Yes, I have to work extra hard. I have polycystic ovarian syndrome coupled with insulin resistance (often the two go together). In a lot of people with those conditions it is sort of a cycle where the condition makes it easy to gain and hard to lose weight but then the extra weight makes the conditions worse and so it goes.
My way around it has been to eat to control my insulin. I am not diabetic but since I do have insulin issues I have gone to a more vegetable and wholegrain based diet that provides me with slow burning foods. This keeps my insulin levels stable and keeps me feeling fuller for longer. Plus, it is just healthier anyway.
I very rarely eat anything processed these days because I am be sure that if I do it is packed with sugars that sends my levels crazy and then I get shaky hungry pretty shortly afterwards. I can see how that became an issue as I came through puberty and the ovary issue kicked in (my sister also had ovary issues but in a much more dramatic fashion that saw one of hers removed at six months old..nobody knew to look in my direction sadly) coupled with not eating as healthy as I should have been at that age. I was on every diet you can imagine as a kid and a teenager but the weight moved so slowly I can see why I would feel it wasn't working and stopped the diet.
Once I decided to just make it how I live and figured out the 'rules' for my body the weight came off even if it is much slower that it would come off for other people. I also count calories pretty religiously which is why it becomes frustrating when I have been stalled for this long because I know what I am eating and it *shouldn't* be too much.

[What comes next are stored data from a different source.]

//! Binary replication protocol.
//!
//! Every websocket frame is one bincode-encoded [`ClientMessage`] or
//! [`ServerMessage`]:
//!
//! ```text
//!  client                                   server
//!    │ Init {user, device}                    │
//!    │ ─────────────────────────────────────► │
//!    │                 Initialized {device}   │
//!    │ ◄───────────────────────────────────── │
//!    │ Pull / Subscribe {input, cursor}       │
//!    │ ─────────────────────────────────────► │
//!    │        Page {input, from_cursor, ...}  │  (now, or on the next event)
//!    │ ◄───────────────────────────────────── │
//!    │ PushMutations {batch, mutations}       │
//!    │ ─────────────────────────────────────► │
//!    │        MutationResults {batch, ...}    │
//!    │ ◄───────────────────────────────────── │
//! ```

use canopy_core::{NodeId, UserId};
use serde::{Deserialize, Serialize};
use uuid::Uuid;

use crate::collaboration::Collaboration;
use crate::outbox::OutboxMutation;

/// A replicated collection a client can pull or subscribe to.
#[derive(Debug, Clone, Copy, PartialEq, Eq, Hash, Serialize, Deserialize)]
pub enum SyncInput {
    /// Transactions of one root's subtree
    Transactions { root_id: NodeId },
    /// Role grants of the connected user
    Collaborations,
}

impl SyncInput {
    /// Stable key used for cursors and subscriptions.
    pub fn key(&self) -> String {
        match self {
            SyncInput::Transactions { root_id } => format!("transactions:{root_id}"),
            SyncInput::Collaborations => "collaborations".to_string(),
        }
    }
}

#[derive(Debug, Clone, Copy, PartialEq, Eq, Serialize, Deserialize)]
pub enum TransactionOperation {
    Create,
    Update,
    Delete,
}

/// A server-accepted change, ordered by `version` within its root.
#[derive(Debug, Clone, PartialEq, Eq, Serialize, Deserialize)]
pub struct ServerTransaction {
    pub id: Uuid,
    pub operation: TransactionOperation,
    pub node_id: NodeId,
    pub root_id: NodeId,
    /// CRDT update for creates and updates
    pub data: Option<Vec<u8>>,
    /// Client time of the originating mutation
    pub created_at: u64,
    pub created_by: UserId,
    /// Server time of the append
    pub server_created_at: u64,
    pub version: u64,
}

#[derive(Debug, Clone, PartialEq, Eq, Serialize, Deserialize)]
pub enum SyncItems {
    Transactions(Vec<ServerTransaction>),
    Collaborations(Vec<Collaboration>),
}

/// One page of a collection, starting after `from_cursor`.
#[derive(Debug, Clone, PartialEq, Eq, Serialize, Deserialize)]
pub struct SyncPage {
    pub input: SyncInput,
    pub from_cursor: u64,
    pub items: SyncItems,
}

impl SyncPage {
    pub fn empty(input: SyncInput, from_cursor: u64) -> Self {
        let items = match input {
            SyncInput::Transactions { .. } => SyncItems::Transactions(Vec::new()),
            SyncInput::Collaborations => SyncItems::Collaborations(Vec::new()),
        };
        Self {
            input,
            from_cursor,
            items,
        }
    }

    pub fn len(&self) -> usize {
        match &self.items {
            SyncItems::Transactions(items) => items.len(),
            SyncItems::Collaborations(items) => items.len(),
        }
    }

    pub fn is_empty(&self) -> bool {
        self.len() == 0
    }

    /// Cursor after applying the whole page.
    pub fn next_cursor(&self) -> u64 {
        let last = match &self.items {
            SyncItems::Transactions(items) => items.last().map(|t| t.version),
            SyncItems::Collaborations(items) => items.last().map(|c| c.version),
        };
        last.unwrap_or(self.from_cursor).max(self.from_cursor)
    }
}

/// Outcome of one pushed mutation.
#[derive(Debug, Clone, Copy, PartialEq, Eq, Serialize, Deserialize)]
pub enum MutationStatus {
    Success,
    NotFound,
    Unauthorized,
    InvalidAttributes,
    Failed,
}

impl MutationStatus {
    pub fn is_success(&self) -> bool {
        matches!(self, MutationStatus::Success)
    }
}

#[derive(Debug, Clone, PartialEq, Eq, Serialize, Deserialize)]
pub struct MutationResult {
    pub id: u64,
    pub status: MutationStatus,
    /// Version assigned to the resulting transaction
    pub version: Option<u64>,
}

#[derive(Debug, Clone, PartialEq, Eq, Serialize, Deserialize)]
pub enum ClientMessage {
    Init {
        user_id: UserId,
        device_id: Uuid,
    },
    Pull {
        request_id: u64,
        input: SyncInput,
        cursor: u64,
        limit: u32,
    },
    Subscribe {
        subscription_id: String,
        input: SyncInput,
        cursor: u64,
    },
    Unsubscribe {
        subscription_id: String,
    },
    PushMutations {
        batch_id: u64,
        mutations: Vec<OutboxMutation>,
    },
    Ping,
}

#[derive(Debug, Clone, PartialEq, Eq, Serialize, Deserialize)]
pub enum ServerMessage {
    Initialized {
        device_id: Uuid,
    },
    Page {
        /// Set for pull responses
        request_id: Option<u64>,
        page: SyncPage,
    },
    MutationResults {
        batch_id: u64,
        results: Vec<MutationResult>,
    },
    Error {
        message: String,
    },
    Pong,
}

fn encode<T: Serialize>(value: &T) -> Result<Vec<u8>, ProtocolError> {
    bincode::serde::encode_to_vec(value, bincode::config::standard())
        .map_err(|e| ProtocolError::SerializationError(e.to_string()))
}

fn decode<T: serde::de::DeserializeOwned>(bytes: &[u8]) -> Result<T, ProtocolError> {
    let (msg, _) = bincode::serde::decode_from_slice(bytes, bincode::config::standard())
        .map_err(|e| ProtocolError::DeserializationError(e.to_string()))?;
    Ok(msg)
}

impl ClientMessage {
    pub fn encode(&self) -> Result<Vec<u8>, ProtocolError> {
        encode(self)
    }

    pub fn decode(bytes: &[u8]) -> Result<Self, ProtocolError> {
        decode(bytes)
    }
}

impl ServerMessage {
    pub fn encode(&self) -> Result<Vec<u8>, ProtocolError> {
        encode(self)
    }

    pub fn decode(bytes: &[u8]) -> Result<Self, ProtocolError> {
        decode(bytes)
    }
}

/// Protocol errors.
#[derive(Debug, Clone)]
pub enum ProtocolError {
    SerializationError(String),
    DeserializationError(String),
    /// A message arrived that is not valid in the current session state
    UnexpectedMessage(&'static str),
    ConnectionClosed,
    Timeout,
}

impl std::fmt::Display for ProtocolError {
    fn fmt(&self, f: &mut std::fmt::Formatter<'_>) -> std::fmt::Result {
        match self {
            Self::SerializationError(e) => write!(f, "Serialization error: {e}"),
            Self::DeserializationError(e) => write!(f, "Deserialization error: {e}"),
            Self::UnexpectedMessage(m) => write!(f, "Unexpected message: {m}"),
            Self::ConnectionClosed => write!(f, "Connection closed"),
            Self::Timeout => write!(f, "Connection timeout"),
        }
    }
}

impl std::error::Error for ProtocolError {}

I have done a lot of my weight loss with the supervision of a nurse that has special training with PCOS and she thinks that since I stopped birth control at about the same time I started to stall with the weight loss the two are connected and I should just wait for my hormones (which after all PCOS is all about) to work themselves out and eventually things will move again. Hope so but at least nothing has come back on.